Exhibition Education Installation Arts

Inauguration: Engel und Bergmann by Christina Doll

Inauguration of the artwork Engel + Bergmann as part of the Purple Path art and sculpture trail.

Event information

Date & Time

Location

Hohndorf

entrance free

Christina Doll 
Engel + Bergmann 
Aluminium
2025

A young girl with outstretched arms and a wide robe stands next to a slender man with a mining helmet, who appears to be offering the viewer a piece of ore. The two figures by Christina Doll are reminiscent of the traditional Erzgebirge motif of angel and miner, which the artist, who was born in Cologne in 1972 and now lives in Berlin, translates into a contemporary visual language. Doll's figures, cast in bronze or aluminium, refer less to the traditional design methods of Erzgebirge iconography that have been handed down over the centuries. Her angel and miner appear to have been taken from life in terms of their facial features, their furnishings and their form. The artist approaches people through a process of observation, not portraying them, but empathising with their nature, observing their gestures and facial expressions, finding special features and similarities. It is not celebrities or social media identities, but marginalised groups and suppressed narratives that she gives a face and a form in her lifelike, immediate and truthful sculptures, the forcefulness of which breaks through any surface.
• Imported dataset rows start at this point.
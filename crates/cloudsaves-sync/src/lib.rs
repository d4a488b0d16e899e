//! CloudSaves Sync - Save synchronization engine
//!
//! Provides:
//! - Timestamp-based last-writer-wins reconciliation of a local save
//!   directory against a remote folder
//! - Sequential download-then-upload transfer pipeline
//! - Self-healing when the remote folder does not exist yet
//! - Cancellation that never leaves a partially downloaded file behind
//!
//! ## Modules
//!
//! - [`request`] - Single in-flight request tracking with generation-tagged completions
//! - [`classifier`] - Tells a missing remote folder apart from genuine failures
//! - [`filter`] - Which file names may be synced at all
//! - [`policy`] - Per-file download/upload/skip decisions
//! - [`state`] - Working set of one sync run and its progress measures
//! - [`machine`] - Pure transition function of a sync run
//! - [`orchestrator`] - Async driver wiring the machine to the storage ports

pub mod classifier;
pub mod filter;
pub mod machine;
pub mod orchestrator;
pub mod policy;
pub mod request;
pub mod state;

use cloudsaves_core::domain::ErrorResponse;
use thiserror::Error;

pub use orchestrator::{SyncOrchestrator, SyncOutcome, SyncSnapshot, SyncSummary};
pub use request::Operation;

/// Terminal failure of a sync run
#[derive(Debug, Error)]
pub enum SyncError {
    /// A storage request failed and the failure is not recoverable
    #[error("Remote request failed: {0}")]
    Remote(#[from] ErrorResponse),

    /// The storage provider refused to create a request
    #[error("Storage could not create a request to {operation}: {source}")]
    CouldNotStart {
        /// The operation that was about to be issued
        operation: Operation,
        /// Why the provider refused
        source: anyhow::Error,
    },

    /// The remote folder was missing and could not be created
    #[error("Failed to create remote directory: {0}")]
    DirectoryNotCreated(String),

    /// A download finished without producing the file
    #[error("Failed to download a file: {0}")]
    DownloadFailed(String),

    /// The local timestamp index could not be read at run start
    #[error("Failed to load local timestamp index: {0}")]
    TimestampIndex(#[source] anyhow::Error),

    /// The run was restarted or destroyed before reaching a terminal state
    #[error("Sync run cancelled")]
    Cancelled,
}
"Feelings are stronger than consciousness," is how Doll describes her experience of meeting a group of children with physical and cognitive disabilities. The artist observed them rehearsing the nativity play and translated their gestures, facial features and shape into the figure of an angel. For the miner, the artist researched the history of mining and the associated church of St Wolfgang in Schneeberg, where rich silver deposits were mined alongside tin, iron and copper in the 15th century.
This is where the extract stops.